John Emsley, University of Cambridge, takes you on a tour of the Periodic Table.

In this issue: iodine - a little goes a long way

Iodine was first observed by Bernard Courtois, a French chemist engaged in saltpetre (KNO3) manufacture. He used seaweed ash as his source of potassium. One day, in 1811, he added sulfuric acid to saltpetre and was surprised to see purple fumes. When he repeated the reaction in a retort, the fumes condensed to give beautiful black crystals with a metallic lustre. Courtois suspected that this was a new element, and it was soon proved to be so by Joseph Gay-Lussac, who based the element's name on the Greek word iodes, which means violet-like.  


Source: Thinkstock

Iodine production

Iodine was extracted from seaweed for over a 100 years. Seaweed, whose ash contains ca 1.5 per cent iodide, accumulates the salt possibly to protect it from uv damage. Iodide acts as an antioxidant and in so doing it converts to iodine, which explains why I2 is detectable in the atmosphere of coastal regions. About 400 000 tonnes of iodine escape from the oceans every year mainly as elemental iodine and as methyl iodide (iodomethane) which is also produced by marine organisms.  

Today worldwide industrial production of iodine is about 13,000 tonnes per year. It is extracted from natural brines or from Chilean nitrate deposits which contain sodium iodate (NaIO3). The brines are acidified and chlorine gas is bubbled through, which releases the iodide as iodine.  

Essential iodine

The human body contains 10-20 mg of iodine, concentrated mainly in the thyroid gland in the form of two hormones: 3,5,3´,5´-tetraiodo-thyronine (aka thyroxine or T4) and 3,3´,5-triiodothyronine (aka T3). These regulate growth and development in the young and control body temperature. 

The presence of iodine in the thyroid was discovered in 1895 by a Dr E. Bauman who spilled concentrated nitric acid on a sample of the gland and saw purple fumes rising from it. In 1916 an American biologist, David Marine, of Ohio, showed that the swollen neck associated with goitre was caused by a lack of iodide in the diet. Salt with added KI was introduced in 1930 and goitre became a disease of the past in the US. 
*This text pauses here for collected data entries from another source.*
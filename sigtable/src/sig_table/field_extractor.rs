// Copyright (c) 2025 R3BL LLC. Licensed under Apache License, Version 2.0.

//! Pull the return type, method signature, and description out of one line.
//!
//! The expected shape is:
//!
//! ```text
//! `AacFlTransition AnyTransitionsTo(AacFlState destination)` /// Create a transition from Any to the `destination` state.
//!  ^^^^^^^^^^^^^^^ ^^^^^^^^^^^^^^^^^^^^^^^^^^^^^^^^^^^^^^^^      ^^^^^^^^^^^^^^^^^^^^^^^^^^^^^^^^^^^^^^^^^^^^^^^^^^^^^^^^
//!  return type     method signature                              description
//! ```
//!
//! Each field comes from the first match of its own regex, independently of the other
//! two. That is why odd lines still produce (odd) fields instead of an error, eg: the
//! description rule doesn't care whether the `///` sits inside or outside the backticks.

use std::sync::LazyLock;

use regex::Regex;

use super::{ExtractedFields, MissingField, SigTableError};

/// Group 1: the shortest run of non-backtick text after a backtick that is followed by
/// whitespace. The whitespace itself is left out.
static RETURN_TYPE_REGEX: LazyLock<Regex> =
    LazyLock::new(|| Regex::new(r"`([^`]+?)\s").expect("Invalid return type regex"));

/// Group 1: starts with a letter right after whitespace, ends with the last `)` on the
/// line that is directly followed by a backtick and a space. `.+` is greedy.
static METHOD_SIGNATURE_REGEX: LazyLock<Regex> = LazyLock::new(|| {
    Regex::new(r"\s([A-Za-z].+\))` ").expect("Invalid method signature regex")
});

/// Group 1: everything after the first `///` and exactly one more character.
static DESCRIPTION_REGEX: LazyLock<Regex> =
    LazyLock::new(|| Regex::new(r"///.(.*)").expect("Invalid description regex"));

/// Extract all three fields from `line`.
///
/// `line_number` (1-based) only shows up in the error.
///
/// # Errors
///
/// Returns [`SigTableError::MalformedLine`] naming the first pattern (in the order
/// return type, method signature, description) that has no match in `line`.
pub fn extract_fields(line: &str, line_number: usize) -> Result<ExtractedFields, SigTableError> {
    let missing = |field| SigTableError::malformed_line(line_number, line, field);

    let return_type = first_group(&RETURN_TYPE_REGEX, line)
        .ok_or_else(|| missing(MissingField::ReturnType))?;
    let method_signature = first_group(&METHOD_SIGNATURE_REGEX, line)
        .ok_or_else(|| missing(MissingField::MethodSignature))?;
    let description = first_group(&DESCRIPTION_REGEX, line)
        .ok_or_else(|| missing(MissingField::Description))?;

    Ok(ExtractedFields {
        return_type: return_type.to_string(),
        method_signature: method_signature.to_string(),
        description: description.to_string(),
    })
}

fn first_group<'a>(regex: &Regex, haystack: &'a str) -> Option<&'a str> {
    regex
        .captures(haystack)
        .and_then(|caps| caps.get(1))
        .map(|m| m.as_str())
}
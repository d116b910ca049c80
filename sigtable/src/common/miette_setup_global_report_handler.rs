// Copyright (c) 2025 R3BL LLC. Licensed under Apache License, Version 2.0.

//! Configure how [miette](https://docs.rs/miette/latest/miette/index.html) renders the
//! error report when `main() -> miette::Result<_>` errors out.
//!
//! - The hook is lazy. It only runs when a report is about to be displayed, so the
//!   terminal width is measured just before output, and never if nothing fails.
//! - [`MietteHandlerOpts`] configures the default `MietteHandler`. Under the hood,
//!   `build()` produces a [`miette::GraphicalReportHandler`] when the output supports
//!   it.

use miette::MietteHandlerOpts;
use tracing::debug;

const DEFAULT_TERMINAL_WIDTH: u16 = 80;

/// Install the global report handler. Calling this more than once is harmless, only
/// the first hook sticks.
pub fn setup_default_miette_global_report_handler(issues_url: &'static str) {
    miette::set_hook(Box::new(move |_report| {
        let terminal_width = {
            let it = crossterm::terminal::size()
                .map_or(DEFAULT_TERMINAL_WIDTH, |(columns, _rows)| columns);
            debug!("miette::set_hook -> terminal_width: {}", it);
            usize::from(it)
        };
        Box::new(
            MietteHandlerOpts::new()
                .width(terminal_width)
                .wrap_lines(true)
                .terminal_links(true)
                .unicode(true)
                .context_lines(1)
                .tab_width(4)
                .break_words(true)
                .with_cause_chain()
                .footer(issues_url.to_string())
                .build(),
        )
    }))
    .ok();
}
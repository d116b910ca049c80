// Copyright (c) 2025 R3BL LLC. Licensed under Apache License, Version 2.0.

//! Core types for reformatting signature lines.

use std::fmt;

use clap::ValueEnum;

use super::SigTableError;

/// The three fields pulled out of one signature line.
#[derive(Debug, Clone, PartialEq, Eq)]
pub struct ExtractedFields {
    pub return_type: String,
    pub method_signature: String,
    pub description: String,
}

/// Which of the three patterns failed to match.
#[derive(Debug, Clone, Copy, PartialEq, Eq)]
pub enum MissingField {
    ReturnType,
    MethodSignature,
    Description,
}

impl fmt::Display for MissingField {
    fn fmt(&self, f: &mut fmt::Formatter<'_>) -> fmt::Result {
        match self {
            MissingField::ReturnType => write!(f, "return type"),
            MissingField::MethodSignature => write!(f, "method signature"),
            MissingField::Description => write!(f, "/// description"),
        }
    }
}

/// What to do when a line doesn't have the expected shape.
#[derive(Debug, Clone, Copy, PartialEq, Eq, Default, ValueEnum)]
pub enum MalformedLinePolicy {
    /// Stop at the first malformed line and leave the clipboard untouched.
    #[default]
    Abort,
    /// Leave malformed lines out, write the rest, and report what was skipped.
    Skip,
}

/// Options for reformatting.
#[derive(Debug, Clone, Copy, PartialEq, Eq)]
pub struct ReformatOptions {
    pub on_malformed: MalformedLinePolicy,
    /// Echo each line to the diagnostic sink before processing it.
    pub echo_lines: bool,
}

impl Default for ReformatOptions {
    fn default() -> Self {
        Self {
            on_malformed: MalformedLinePolicy::Abort,
            echo_lines: true,
        }
    }
}

impl ReformatOptions {
    #[must_use]
    pub fn quiet(mut self) -> Self {
        self.echo_lines = false;
        self
    }

    #[must_use]
    pub fn on_malformed(mut self, policy: MalformedLinePolicy) -> Self {
        self.on_malformed = policy;
        self
    }
}

/// Result of reformatting a block of text.
#[derive(Debug, Default)]
pub struct ReformatReport {
    /// Concatenated table rows, each ending in `\n`.
    pub output: String,
    pub row_count: usize,
    /// Only ever non-empty under [`MalformedLinePolicy::Skip`].
    pub malformed_lines: Vec<SigTableError>,
}

impl ReformatReport {
    pub fn push_row(&mut self, row: &str) {
        self.output.push_str(row);
        self.row_count += 1;
    }

    pub fn add_malformed(&mut self, error: SigTableError) { self.malformed_lines.push(error); }

    #[must_use]
    pub fn has_malformed_lines(&self) -> bool { !self.malformed_lines.is_empty() }
}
We need 70μg of iodide per day, though a pregnant woman needs twice this amount otherwise her developing baby's brain will be impaired. In the last century around 750 million people globally suffered iodine deficiency of whom 10 million were blighted with cretinism as a result of I2 deficiency pre-birth. 
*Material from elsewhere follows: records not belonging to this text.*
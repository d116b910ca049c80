// Copyright (c) 2025 R3BL LLC. Licensed under Apache License, Version 2.0.

// Attach sources.
pub mod clipboard_service;
pub mod system_clipboard_service_provider;

// Re-export.
pub use clipboard_service::*;
pub use system_clipboard_service_provider::*;
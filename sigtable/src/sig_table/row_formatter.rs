// Copyright (c) 2025 R3BL LLC. Licensed under Apache License, Version 2.0.

//! Format one markdown table row from extracted fields.

use super::ExtractedFields;

/// Produce `` | `<method>` | `<return type>` | <description> |`` plus a trailing `\n`.
///
/// The method signature comes first, the return type second. The description is
/// copied verbatim, backticks and all.
#[must_use]
pub fn format_row(fields: &ExtractedFields) -> String {
    let ExtractedFields {
        return_type,
        method_signature,
        description,
    } = fields;
    format!("| `{method_signature}` | `{return_type}` | {description} |\n")
}
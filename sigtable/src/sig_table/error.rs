// Copyright (c) 2025 R3BL LLC. Licensed under Apache License, Version 2.0.

use std::error::Error;

use miette::SourceSpan;

use super::MissingField;

#[derive(thiserror::Error, Debug, miette::Diagnostic)]
pub enum SigTableError {
    #[error("🔍 Line {line_number} is malformed, could not find the {missing}")]
    #[diagnostic(
        code(sigtable::malformed_line),
        help(
            "Each line should look like: `ReturnType MethodName(args)` /// Description"
        )
    )]
    MalformedLine {
        /// 1-based.
        line_number: usize,
        missing: MissingField,
        #[source_code]
        line: String,
        #[label("no {missing} in this line")]
        span: SourceSpan,
    },

    #[error("📋 Could not read text from the clipboard")]
    #[diagnostic(code(sigtable::read_clipboard))]
    ReadClipboard {
        #[source]
        source: Box<dyn Error + Send + Sync + 'static>,
    },

    #[error("📋 Could not write table rows to the clipboard")]
    #[diagnostic(code(sigtable::write_clipboard))]
    WriteClipboard {
        #[source]
        source: Box<dyn Error + Send + Sync + 'static>,
    },
}

impl SigTableError {
    /// The whole line is labelled, since a missing pattern has no narrower location.
    #[must_use]
    pub fn malformed_line(line_number: usize, line: &str, missing: MissingField) -> Self {
        SigTableError::MalformedLine {
            line_number,
            missing,
            line: line.to_string(),
            span: (0, line.len()).into(),
        }
    }
}

#[cfg(test)]
mod tests {
    use miette::Diagnostic;

    use super::*;

    #[test]
    fn test_malformed_line_message() {
        let error = SigTableError::malformed_line(3, "`int Count()`", MissingField::Description);
        assert_eq!(
            error.to_string(),
            "🔍 Line 3 is malformed, could not find the /// description"
        );
        assert_eq!(
            error.code().map(|it| it.to_string()),
            Some("sigtable::malformed_line".to_string())
        );
    }

    #[test]
    fn test_malformed_line_labels_whole_line() {
        let line = "no backticks here";
        let error = SigTableError::malformed_line(1, line, MissingField::ReturnType);
        let SigTableError::MalformedLine { span, .. } = error else {
            panic!("expected MalformedLine");
        };
        assert_eq!(span.offset(), 0);
        assert_eq!(span.len(), line.len());
    }

    #[test]
    fn test_clipboard_error_keeps_source() {
        let error = SigTableError::ReadClipboard {
            source: "no display".into(),
        };
        assert_eq!(
            std::error::Error::source(&error).map(ToString::to_string),
            Some("no display".to_string())
        );
    }
}
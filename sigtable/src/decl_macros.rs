// Copyright (c) 2025 R3BL LLC. Licensed under Apache License, Version 2.0.

//! Syntactic sugar for functions that return a [Result].

/// Wrap the given block or stmt so that it returns a `Result<()>`. It is just syntactic
/// sugar that helps having to write `Ok(())` repeatedly.
///
/// ```
/// use r3bl_sigtable::throws;
///
/// fn do_work() -> Result<(), std::fmt::Error> {
///     throws!({
///         let _it = 1 + 1;
///     });
/// }
/// ```
#[macro_export]
macro_rules! throws {
    ($it: block) => {{
        $it
        return Ok(())
    }};
    ($it: stmt) => {{
        $it
        return Ok(())
    }};
}

/// Shorthand for `Ok(())` and `Ok(value)`.
#[macro_export]
macro_rules! ok {
    // No args.
    () => {
        Ok(())
    };
    // With arg.
    ($value:expr) => {
        Ok($value)
    };
}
At the start of the millennium, the World Health Organisation launched a campaign to have all edible salt iodised at a level of 15 ppm so that a daily intake of 5 g of salt would provide 70μg of iodide. Most countries have now made this a legal requirement, though not in the UK. Here, milk is the major source of dietary iodine, owing to its supplementation in cattle feed. Foods rich in iodine are cod, shrimp, sunflower seeds, and mushrooms. 

Main uses

The main uses of iodine are in pharmaceuticals, animal feeds, dyes, and industrial catalysts. A solution of iodine in alcohol was the traditional way of disinfecting wounds but it was painful. (It is still used to cure hoof fungus in horses.) Iodine is no longer to be found in domestic medicine cabinets, though a new treatment known as Iodozyme has been introduced for long-standing leg ulcers. This involves generating iodine within a two-layer dressing by the oxidation of iodide with hydrogen peroxide. 
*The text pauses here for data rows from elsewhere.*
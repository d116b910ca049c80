// Copyright (c) 2025 R3BL LLC. Licensed under Apache License, Version 2.0.

use copypasta_ext::{copypasta::ClipboardProvider, x11_fork::ClipboardContext};

use super::{ClipboardResult, ClipboardService};
use crate::{DEBUG_SIGTABLE_CLIPBOARD, throws};

/// The OS clipboard. The X11 fork context keeps the contents alive after this process
/// exits, which matters since `sigtable` writes the clipboard and then quits.
#[derive(Debug, Default)]
pub struct SystemClipboard;

impl ClipboardService for SystemClipboard {
    fn try_to_put_content_into_clipboard(
        &mut self,
        content: String,
    ) -> ClipboardResult<()> {
        throws!({
            let mut ctx = ClipboardContext::new()?;
            ctx.set_contents(content.clone())?;

            DEBUG_SIGTABLE_CLIPBOARD.then(|| {
                // % is Display, ? is Debug.
                tracing::debug!(
                    message = "📋📋📋 Table rows were copied to clipboard",
                    copied = %content,
                );
            });
        })
    }

    fn try_to_get_content_from_clipboard(&mut self) -> ClipboardResult<String> {
        let mut ctx = ClipboardContext::new()?;
        let content = ctx.get_contents()?;

        DEBUG_SIGTABLE_CLIPBOARD.then(|| {
            // % is Display, ? is Debug.
            tracing::debug!(
                message = "📋📋📋 Text was read from clipboard",
                pasted = %content,
            );
        });

        Ok(content)
    }
}

pub mod clipboard_test_fixtures {
    use super::{ClipboardResult, ClipboardService};

    #[derive(Debug, Default)]
    pub struct TestClipboard {
        pub content: String,
        /// Number of times [`ClipboardService::try_to_put_content_into_clipboard`] ran.
        pub write_count: usize,
    }

    impl TestClipboard {
        #[must_use]
        pub fn new(content: impl Into<String>) -> Self {
            Self {
                content: content.into(),
                write_count: 0,
            }
        }
    }

    impl ClipboardService for TestClipboard {
        fn try_to_put_content_into_clipboard(
            &mut self,
            content: String,
        ) -> ClipboardResult<()> {
            self.content = content;
            self.write_count += 1;
            Ok(())
        }

        fn try_to_get_content_from_clipboard(&mut self) -> ClipboardResult<String> {
            Ok(self.content.clone())
        }
    }

    /// A clipboard that can't be opened, for exercising the error paths.
    #[derive(Debug, Default)]
    pub struct UnavailableClipboard;

    impl ClipboardService for UnavailableClipboard {
        fn try_to_put_content_into_clipboard(
            &mut self,
            _content: String,
        ) -> ClipboardResult<()> {
            Err("clipboard is not available".into())
        }

        fn try_to_get_content_from_clipboard(&mut self) -> ClipboardResult<String> {
            Err("clipboard is not available".into())
        }
    }
}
One of the first commercial uses of iodine was in photography. In 1839 Loius Daguerre produced images on polished silver. He treated this with iodine vapour so forming a surface layer of light-sensitive silver iodide. These plates were then exposed and the stronger the light, the more the silver iodide was converted back to silver metal. The iodine was then washed away leaving a positive image. So-called Daguerreotypes are now highly prized.

Nuclear reactors produce radioactive iodine-131, and this was released in large amounts following the nuclear accident at Chernobyl, Russia, in 1986. It has a half-life of eight days - and decays by β- and γ-emission - and it contaminated the milk and the meat of grazing animals.

Iodine visual element

Source: Murray robertson/visual elements

Fact file

Atom number: 53; atomic weight: 126.90447; melting point: 114°C; boiling point: 184°C (under pressure, otherwise sublimes); density: 4.9 kg l-1 (4.9 g cm-3). Iodine is a black, shiny, non-metallic solid and a member of Group 17 of the Periodic Table. It occurs naturally as a single, stable isotope, iodine-127, which is not radioactive.